§ SOURCE MATERIAL
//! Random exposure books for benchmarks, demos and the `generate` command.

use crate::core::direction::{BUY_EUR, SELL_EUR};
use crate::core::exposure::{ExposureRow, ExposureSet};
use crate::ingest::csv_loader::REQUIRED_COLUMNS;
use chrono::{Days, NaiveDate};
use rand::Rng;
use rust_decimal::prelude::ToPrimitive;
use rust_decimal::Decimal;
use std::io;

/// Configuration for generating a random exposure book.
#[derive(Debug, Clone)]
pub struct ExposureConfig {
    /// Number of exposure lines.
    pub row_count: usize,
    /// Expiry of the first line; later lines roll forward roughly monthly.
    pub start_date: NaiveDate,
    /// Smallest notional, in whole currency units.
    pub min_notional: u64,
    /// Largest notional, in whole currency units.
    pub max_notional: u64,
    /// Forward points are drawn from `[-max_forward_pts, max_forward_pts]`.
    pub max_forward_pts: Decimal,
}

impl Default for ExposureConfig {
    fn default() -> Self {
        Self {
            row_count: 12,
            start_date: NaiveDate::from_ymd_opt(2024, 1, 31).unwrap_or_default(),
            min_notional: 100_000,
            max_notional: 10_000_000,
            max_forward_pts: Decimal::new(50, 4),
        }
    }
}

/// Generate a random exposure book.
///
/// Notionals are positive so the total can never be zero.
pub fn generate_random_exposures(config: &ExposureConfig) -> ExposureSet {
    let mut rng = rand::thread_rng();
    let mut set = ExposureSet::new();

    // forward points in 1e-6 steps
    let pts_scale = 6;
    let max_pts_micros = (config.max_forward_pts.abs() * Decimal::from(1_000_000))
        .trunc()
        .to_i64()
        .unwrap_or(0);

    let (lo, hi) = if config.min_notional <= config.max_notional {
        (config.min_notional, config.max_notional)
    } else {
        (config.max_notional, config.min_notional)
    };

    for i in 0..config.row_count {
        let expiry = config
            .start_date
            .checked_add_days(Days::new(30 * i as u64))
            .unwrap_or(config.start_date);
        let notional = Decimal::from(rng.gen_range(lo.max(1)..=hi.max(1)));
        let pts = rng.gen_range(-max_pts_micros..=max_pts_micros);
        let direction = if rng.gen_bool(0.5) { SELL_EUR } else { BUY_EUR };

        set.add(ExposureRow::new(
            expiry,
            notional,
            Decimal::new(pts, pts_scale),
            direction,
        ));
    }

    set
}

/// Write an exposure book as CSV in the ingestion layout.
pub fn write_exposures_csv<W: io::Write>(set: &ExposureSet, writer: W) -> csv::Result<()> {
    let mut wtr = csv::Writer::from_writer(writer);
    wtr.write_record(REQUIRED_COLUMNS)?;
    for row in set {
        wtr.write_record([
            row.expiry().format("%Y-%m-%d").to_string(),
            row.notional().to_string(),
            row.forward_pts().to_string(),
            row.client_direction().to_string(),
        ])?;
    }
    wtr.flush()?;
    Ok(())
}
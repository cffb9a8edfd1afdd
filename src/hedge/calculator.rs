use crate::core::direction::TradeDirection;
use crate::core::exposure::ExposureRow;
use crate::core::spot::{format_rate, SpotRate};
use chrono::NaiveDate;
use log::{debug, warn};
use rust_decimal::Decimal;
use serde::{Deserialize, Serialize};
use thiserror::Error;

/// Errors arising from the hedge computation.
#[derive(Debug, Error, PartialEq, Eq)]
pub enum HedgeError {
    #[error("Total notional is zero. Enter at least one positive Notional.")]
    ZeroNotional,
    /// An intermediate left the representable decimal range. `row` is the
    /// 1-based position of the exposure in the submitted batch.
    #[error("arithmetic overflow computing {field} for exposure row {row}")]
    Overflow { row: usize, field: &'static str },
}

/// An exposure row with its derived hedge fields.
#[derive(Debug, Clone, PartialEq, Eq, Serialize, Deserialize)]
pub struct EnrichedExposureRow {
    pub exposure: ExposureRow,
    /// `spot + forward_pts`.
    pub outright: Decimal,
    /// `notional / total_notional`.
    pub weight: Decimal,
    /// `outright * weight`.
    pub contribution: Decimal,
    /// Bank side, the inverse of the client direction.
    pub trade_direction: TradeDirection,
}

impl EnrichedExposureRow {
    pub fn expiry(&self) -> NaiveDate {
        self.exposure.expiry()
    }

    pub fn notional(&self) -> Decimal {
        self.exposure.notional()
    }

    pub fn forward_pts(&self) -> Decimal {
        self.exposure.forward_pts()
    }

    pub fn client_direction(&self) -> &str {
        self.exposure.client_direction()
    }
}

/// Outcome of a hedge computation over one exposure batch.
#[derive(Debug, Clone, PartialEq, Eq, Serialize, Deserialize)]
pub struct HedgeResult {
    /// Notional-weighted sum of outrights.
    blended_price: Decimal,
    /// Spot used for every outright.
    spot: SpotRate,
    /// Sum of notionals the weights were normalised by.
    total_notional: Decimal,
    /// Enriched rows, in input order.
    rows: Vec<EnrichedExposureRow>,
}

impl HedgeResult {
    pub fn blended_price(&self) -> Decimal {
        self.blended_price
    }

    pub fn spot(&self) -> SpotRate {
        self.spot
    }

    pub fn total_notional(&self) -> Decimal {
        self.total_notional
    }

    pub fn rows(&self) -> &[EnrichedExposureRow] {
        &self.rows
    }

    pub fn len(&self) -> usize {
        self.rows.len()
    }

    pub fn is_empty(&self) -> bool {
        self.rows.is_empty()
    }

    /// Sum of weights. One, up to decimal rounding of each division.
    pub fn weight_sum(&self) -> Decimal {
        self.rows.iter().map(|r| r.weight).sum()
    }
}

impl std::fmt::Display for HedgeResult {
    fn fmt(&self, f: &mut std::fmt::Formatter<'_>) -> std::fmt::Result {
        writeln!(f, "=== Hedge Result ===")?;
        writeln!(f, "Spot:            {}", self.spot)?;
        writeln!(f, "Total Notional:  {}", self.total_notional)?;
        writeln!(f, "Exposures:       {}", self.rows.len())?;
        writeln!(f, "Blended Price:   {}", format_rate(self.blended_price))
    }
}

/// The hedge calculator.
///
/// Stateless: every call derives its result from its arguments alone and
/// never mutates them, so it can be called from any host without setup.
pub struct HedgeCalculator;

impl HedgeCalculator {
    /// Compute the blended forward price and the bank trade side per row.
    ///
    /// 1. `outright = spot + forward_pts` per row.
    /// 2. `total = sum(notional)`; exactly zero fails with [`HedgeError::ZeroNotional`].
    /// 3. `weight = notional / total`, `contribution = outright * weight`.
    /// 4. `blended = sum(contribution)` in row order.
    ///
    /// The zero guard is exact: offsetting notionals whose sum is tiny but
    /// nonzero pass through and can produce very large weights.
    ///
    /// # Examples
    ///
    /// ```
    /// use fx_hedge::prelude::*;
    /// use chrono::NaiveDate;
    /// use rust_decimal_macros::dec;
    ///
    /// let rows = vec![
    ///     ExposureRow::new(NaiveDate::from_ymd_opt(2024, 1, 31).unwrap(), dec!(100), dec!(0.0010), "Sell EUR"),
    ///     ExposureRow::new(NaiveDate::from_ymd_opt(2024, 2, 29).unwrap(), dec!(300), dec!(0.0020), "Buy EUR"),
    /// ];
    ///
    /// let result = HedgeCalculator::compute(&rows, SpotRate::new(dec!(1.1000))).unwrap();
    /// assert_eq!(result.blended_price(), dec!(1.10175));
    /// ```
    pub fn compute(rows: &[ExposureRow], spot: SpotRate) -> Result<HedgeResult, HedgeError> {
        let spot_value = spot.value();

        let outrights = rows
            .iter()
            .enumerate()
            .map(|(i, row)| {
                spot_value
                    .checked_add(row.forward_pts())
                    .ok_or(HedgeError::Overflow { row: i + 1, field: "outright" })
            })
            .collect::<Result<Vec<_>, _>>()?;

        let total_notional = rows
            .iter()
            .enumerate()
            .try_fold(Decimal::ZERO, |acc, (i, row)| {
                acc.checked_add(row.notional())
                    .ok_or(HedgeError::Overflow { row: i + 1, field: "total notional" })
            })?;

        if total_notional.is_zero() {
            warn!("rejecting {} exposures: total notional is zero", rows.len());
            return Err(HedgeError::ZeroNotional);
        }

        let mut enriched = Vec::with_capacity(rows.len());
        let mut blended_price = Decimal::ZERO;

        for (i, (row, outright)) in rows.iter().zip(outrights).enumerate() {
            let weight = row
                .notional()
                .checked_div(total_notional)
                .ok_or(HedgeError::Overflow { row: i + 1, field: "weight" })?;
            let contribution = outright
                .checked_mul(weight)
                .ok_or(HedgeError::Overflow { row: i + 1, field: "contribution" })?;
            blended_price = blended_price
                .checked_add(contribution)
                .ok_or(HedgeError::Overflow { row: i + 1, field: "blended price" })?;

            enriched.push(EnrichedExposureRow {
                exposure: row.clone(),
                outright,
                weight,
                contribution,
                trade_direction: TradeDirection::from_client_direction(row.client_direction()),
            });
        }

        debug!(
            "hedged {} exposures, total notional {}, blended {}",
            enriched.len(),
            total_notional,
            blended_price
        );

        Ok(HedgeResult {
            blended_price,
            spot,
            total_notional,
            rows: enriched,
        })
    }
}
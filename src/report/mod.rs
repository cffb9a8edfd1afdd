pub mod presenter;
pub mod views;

§ TASK
Only one stretch of the records above is wanted: the lines between the one holding "pub fn expiry(&self)" and the one holding "in input order.", inclusive, reproduced exactly.

§ SOLVED EXERCISE
    pub fn expiry(&self) -> NaiveDate {
        self.exposure.expiry()
    }

    pub fn notional(&self) -> Decimal {
        self.exposure.notional()
    }

    pub fn forward_pts(&self) -> Decimal {
        self.exposure.forward_pts()
    }

    pub fn client_direction(&self) -> &str {
        self.exposure.client_direction()
    }
}

/// Outcome of a hedge computation over one exposure batch.
#[derive(Debug, Clone, PartialEq, Eq, Serialize, Deserialize)]
pub struct HedgeResult {
    /// Notional-weighted sum of outrights.
    blended_price: Decimal,
    /// Spot used for every outright.
    spot: SpotRate,
    /// Sum of notionals the weights were normalised by.
    total_notional: Decimal,
    /// Enriched rows, in input order.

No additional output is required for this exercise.